Q&A: Zaza Pachulia enjoying the ride in business class

In his first year in Dallas, Zaza Pachulia is seventh in the league in rebounding at 10.6 per game. Ronald Martinez/Getty Images

DALLAS -- Zaza Pachulia started his professional career as a 16-year-old in Europe, but he has spent plenty of time in college classrooms.

Pachulia has studied at some of America's most prestigious academic institutions during his 13-year NBA career. He has taken classes at Northwestern University's Kellogg School of Management, Emory University's Goizueta Business School and Harvard Business School, as well as completing a real-estate program in New York and studying online while pursuing his MBA.

Pachulia, who speaks four languages (Georgian, Turkish, Russian and English), recently discussed with ESPN.com his educational pursuits and business plans once he decides he has done enough banging in the paint.

You ever wonder what it would have been like to go to college instead of coming to the league at 19?
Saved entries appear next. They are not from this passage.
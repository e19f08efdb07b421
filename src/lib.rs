//! Messaging runtime for a distributed object bus.
//!
//! Remote participants expose numbered services whose methods are invoked
//! and whose signals are subscribed-to over framed TCP connections.
//! [`RemoteObject`] is the client-side proxy for one such service: it
//! serializes calls, correlates the asynchronous replies, and feeds incoming
//! events to local subscribers. [`TransportServer`] is the listening side:
//! it accepts connections, wraps each into a [`TransportSocket`], and queues
//! them for a delegate to drain.

mod macros;
pub mod message;
mod meta;
pub mod net;
mod pending;
mod proxy;
pub mod types;
mod url;

pub use message::{Message, MessageKind};
pub use meta::{MetaMethod, MetaObject, MetaObjectBuilder, MetaSignal};
pub use net::server::{ServerError, TransportServer, TransportServerDelegate};
pub use net::socket::TransportSocket;
pub use pending::{CallError, CallFuture, CallResult};
pub use proxy::{ClosePolicy, RemoteObject, SignalHandler};
pub use types::{Buffer, DecodeError, SignatureError, Type, Value};
pub use url::{Url, UrlError};

use std::sync::Arc;

/// Inbound dispatch callback registered on a socket for one service id.
/// Invoked on the socket's read task with each message addressed there.
pub type MessageHandler = Arc<dyn Fn(&Message) + Send + Sync>;

/// Token identifying one dispatcher registration, used for symmetric removal.
pub type DispatchLink = u64;

/// A full-duplex framed channel multiplexing outbound sends with inbound
/// dispatch keyed by service id.
///
/// [`RemoteObject`] consumes this interface; [`TransportSocket`] is the
/// concrete TCP implementation.
pub trait MessageSocket: Send + Sync {
    /// Queues a message for delivery without blocking. Returns `false` when
    /// the connection is gone and the message cannot be queued.
    fn send(&self, msg: Message) -> bool;

    fn is_connected(&self) -> bool;

    /// Registers a dispatcher for every inbound message addressed to
    /// `service`. Safe to call from any thread.
    fn message_pending_connect(&self, service: u32, handler: MessageHandler) -> DispatchLink;

    /// Removes a registration previously returned by
    /// [`message_pending_connect`](Self::message_pending_connect).
    fn message_pending_disconnect(&self, service: u32, link: DispatchLink);
}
Pachulia: It's an interesting question. Both sides have positives and some negatives. Let's talk about what European basketball gave to me, starting with becoming a pro at age 16. I was one of the youngest professional basketball players to play a Euroleague game. Making money is obviously one thing. I was dealing with pros -- guys who have played professional basketball for a long time, guys who played in the NBA and then came to Europe to play -- so it made me more mature. Great coaching staff, great organization, great teammates, so I got a lot of great experience. I saw a lot of pluses.

A negative thing is if you become a professional basketball player early, you don't have time to go to school and to finish school, even though I was trying hard, because school and education has always been a priority for my family, for my parents and then carried over to me. If I had the opportunity to go to college, I'd get an opportunity to get an education and I'd have played within my age range of players. And looking at it statistically, if you go to college instead of playing internationally, you have a better chance of getting drafted higher.
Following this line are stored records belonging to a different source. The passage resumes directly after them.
use log::{debug, error};
use parking_lot::Mutex;
use std::collections::VecDeque;
use std::io;
use std::net::SocketAddr;
use std::sync::Arc;
use thiserror::Error;
use tokio::net::{TcpListener, TcpSocket};

use super::socket::TransportSocket;
use crate::url::Url;

const ACCEPT_BACKLOG: u32 = 1024;

/// Callbacks a [`TransportServer`] delivers to its owner.
pub trait TransportServerDelegate: Send + Sync {
    /// Fired once per accepted socket, from the accept task. The delegate is
    /// expected to drain via
    /// [`next_pending_connection`](TransportServer::next_pending_connection);
    /// draining is idempotent, so coalescing notifications is harmless.
    fn new_connection(&self);
}

#[derive(Debug, Error)]
pub enum ServerError {
    #[error("server is already listening")]
    AlreadyListening,

    #[error("bind failed: {0}")]
    Bind(#[from] io::Error),
}

/// Listener that accepts inbound connections, wraps each into a
/// [`TransportSocket`], and parks it in a FIFO queue until the delegate
/// collects it.
///
/// The queue is mutex-guarded, so the delegate may drain from the accept
/// task's `new_connection` callback or from any other thread.
#[derive(Default)]
pub struct TransportServer {
    inner: Arc<ServerInner>,
}

#[derive(Default)]
struct ServerInner {
    pending: Mutex<VecDeque<Arc<TransportSocket>>>,
    delegate: Mutex<Option<Arc<dyn TransportServerDelegate>>>,
    endpoint: Mutex<Option<SocketAddr>>,
}

impl TransportServer {
    pub fn new() -> TransportServer {
        TransportServer::default()
    }

    /// Binds `url` with address reuse and spawns the accept loop on the
    /// current runtime. Listening is terminal: a started server accepts
    /// until it is dropped, and a second `start` is an error.
    ///
    /// Port 0 requests an ephemeral port; [`endpoint`](Self::endpoint)
    /// reports the address actually bound.
    pub async fn start(&self, url: &Url) -> Result<(), ServerError> {
        {
            let mut endpoint = self.inner.endpoint.lock();
            if endpoint.is_some() {
                return Err(ServerError::AlreadyListening);
            }
            // Reserve the slot so a racing start fails fast; the real
            // address replaces it below.
            *endpoint = Some(SocketAddr::from((url.host(), url.port())));
        }

        let listener = match bind(url) {
            Ok(listener) => listener,
            Err(e) => {
                *self.inner.endpoint.lock() = None;
                error!("failed to bind {url}: {e}");
                return Err(ServerError::Bind(e));
            }
        };
        let local = match listener.local_addr() {
            Ok(local) => local,
            Err(e) => {
                *self.inner.endpoint.lock() = None;
                return Err(ServerError::Bind(e));
            }
        };
        *self.inner.endpoint.lock() = Some(local);
        debug!("transport server listening on {local}");

        tokio::spawn(accept_loop(listener, self.inner.clone()));
        Ok(())
    }

    /// The bound address, once [`start`](Self::start) has succeeded.
    pub fn endpoint(&self) -> Option<SocketAddr> {
        *self.inner.endpoint.lock()
    }

    /// Pops the oldest accepted socket, or `None` when the queue is empty.
    /// Never blocks.
    pub fn next_pending_connection(&self) -> Option<Arc<TransportSocket>> {
        self.inner.pending.lock().pop_front()
    }

    /// Installs or replaces the delegate. Connections accepted before a
    /// delegate is installed stay queued, but their `new_connection`
    /// notifications are lost.
    pub fn set_delegate(&self, delegate: Arc<dyn TransportServerDelegate>) {
        *self.inner.delegate.lock() = Some(delegate);
    }
}

fn bind(url: &Url) -> io::Result<TcpListener> {
    let socket = TcpSocket::new_v4()?;
    socket.set_reuseaddr(true)?;
    socket.bind(SocketAddr::from((url.host(), url.port())))?;
    socket.listen(ACCEPT_BACKLOG)
}

async fn accept_loop(listener: TcpListener, inner: Arc<ServerInner>) {
    loop {
        match listener.accept().await {
            Ok((stream, peer)) => {
                let socket = match TransportSocket::from_stream(stream) {
                    Ok(socket) => socket,
                    Err(e) => {
                        error!("dropping connection from {peer}: {e}");
                        continue;
                    }
                };
                inner.pending.lock().push_back(socket);
                debug!("accepted connection from {peer}");
                let delegate = inner.delegate.lock().clone();
                if let Some(delegate) = delegate {
                    delegate.new_connection();
                }
            }
            // Transient accept failures (e.g. fd exhaustion) must not end
            // the listener.
            Err(e) => error!("accept failed: {e}"),
        }
    }
}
These are the pluses and minuses of things, but I'm happy with my career. Maybe it's easier to look from this point: It's my 13th year in the NBA. But for my kids, I definitely would love them to get an education, and I would love for them to get [basketball] fundamentals, as well.
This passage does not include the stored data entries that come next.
/// Builds a [`MetaObject`](crate::MetaObject) from method and signal tables.
///
/// ```
/// use rebus::meta_object;
///
/// let meta = meta_object! {
///     methods {
///         3 => add "(ii)i",
///         5 => version "()s",
///     }
///     signals {
///         9 => changed "(i)",
///     }
/// };
/// assert_eq!(meta.method(3).unwrap().name(), "add");
/// ```
#[macro_export]
macro_rules! meta_object {
    (
        methods { $($method_id:expr => $method_name:ident $method_sig:literal),* $(,)? }
        $(signals { $($signal_id:expr => $signal_name:ident $signal_sig:literal),* $(,)? })?
    ) => {{
        let builder = $crate::MetaObject::builder();
        $(let builder = builder.method($method_id, stringify!($method_name), $method_sig);)*
        $($(let builder = builder.signal($signal_id, stringify!($signal_name), $signal_sig);)*)?
        builder.build()
    }};
}
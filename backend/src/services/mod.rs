//! Aggregation engine.
//!
//! Pure functions over canonical [`ClimbRecord`](crate::models::ClimbRecord)
//! slices already scoped to one climber by the caller. Nothing here touches
//! a store or mutates its input; every function accepts empty input and
//! returns the zero/"N/A" form of its result.

pub mod dashboard;
pub mod profile;
pub mod pyramid;
pub mod sessions;
pub mod stats;

pub use dashboard::dashboard_view;
pub use profile::{profile_view, progress_by_month};
pub use pyramid::grade_pyramid;
pub use sessions::{session_summary, sessions_view};
pub use stats::{dashboard_stats, hardest_in_discipline, hardest_successful, total_sessions};
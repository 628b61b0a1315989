//! Application state for the HTTP server.

use std::sync::Arc;

use crate::db::repository::FullRepository;
use crate::grades::GradeTable;

/// Shared application state passed to all handlers.
#[derive(Clone)]
pub struct AppState {
    /// Climb store
    pub repository: Arc<dyn FullRepository>,
    /// Ordering used for every "hardest" computation
    pub grades: Arc<GradeTable>,
}

impl AppState {
    /// State with the built-in grade table.
    pub fn new(repository: Arc<dyn FullRepository>) -> Self {
        Self::with_grades(repository, GradeTable::default())
    }

    pub fn with_grades(repository: Arc<dyn FullRepository>, grades: GradeTable) -> Self {
        Self {
            repository,
            grades: Arc::new(grades),
        }
    }
}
What are you planning to do as far as education goes from this point on and after your career?

Pachulia: Keep going. I really see a lot of great things. I'm interested in meeting people -- professors, my classmates. One of the best highlights of my Harvard business program I attended was I had 60 students in my class. I was the tallest, of course, but looking at the students, 30 of them were American and 30 of them were from all over the world. All over, I'm telling you. A lot of those guys own small- or medium-sized businesses and are trying to go to the next level. At Emory, it was locals, all Atlanta, from Coca-Cola and Delta. I'll keep doing education, keep building a base, and when I retire, I'll have a foundation and can build on it.

What do you see yourself doing when you retire?

Pachulia: Being a Mark Cuban. [Laughs.] It's strong words, but business is something I'm interested in. I see myself in business. I'm good with numbers. It's just something that interests me. If you ask me to coach, yeah, I've been in basketball for such a long time, but I like the business opportunities better [after retiring as a player].

Tell me about the hotel that you own back home in Georgia.

Pachulia: It started a couple of years ago. We heard that somebody was selling a hotel, so we got a great deal. You know what? I had no idea about running a hotel, but as an investment, as a property in real estate, it was very interesting because we got a great deal.

Talking to my mom, I said, "Listen, we're going to buy this, but I need somebody to run it." So I asked my mom, "Are you willing to do it?" It was a small hotel. We had some discussions: We're going to make some mistakes, but it's a small hotel, small business, let's do it. It's a great opportunity, great investment, so we made the decision to pull the trigger. A year and a half, she was there 24/7, honestly, because it was my money and my investment.

I'm an only child, and she cares about me and my family more than anything else. After a year and a half, we talked about it again, that it was a great investment because she got into it so easily and quickly. After that, we expanded. I bought another hotel because it was going very successfully. We're looking forward to expanding even more.

Why should someone traveling in Georgia stay in one of your hotels?

Pachulia: Obviously, the hotel is related to my name, so my mom makes sure the staff, the service, the cleaning part of it is 100 out of 100. Not 99, 100 out of 100. We've got great reviews because of that. That's why a lot of people want to stay out our place, because we provide a lot of good services.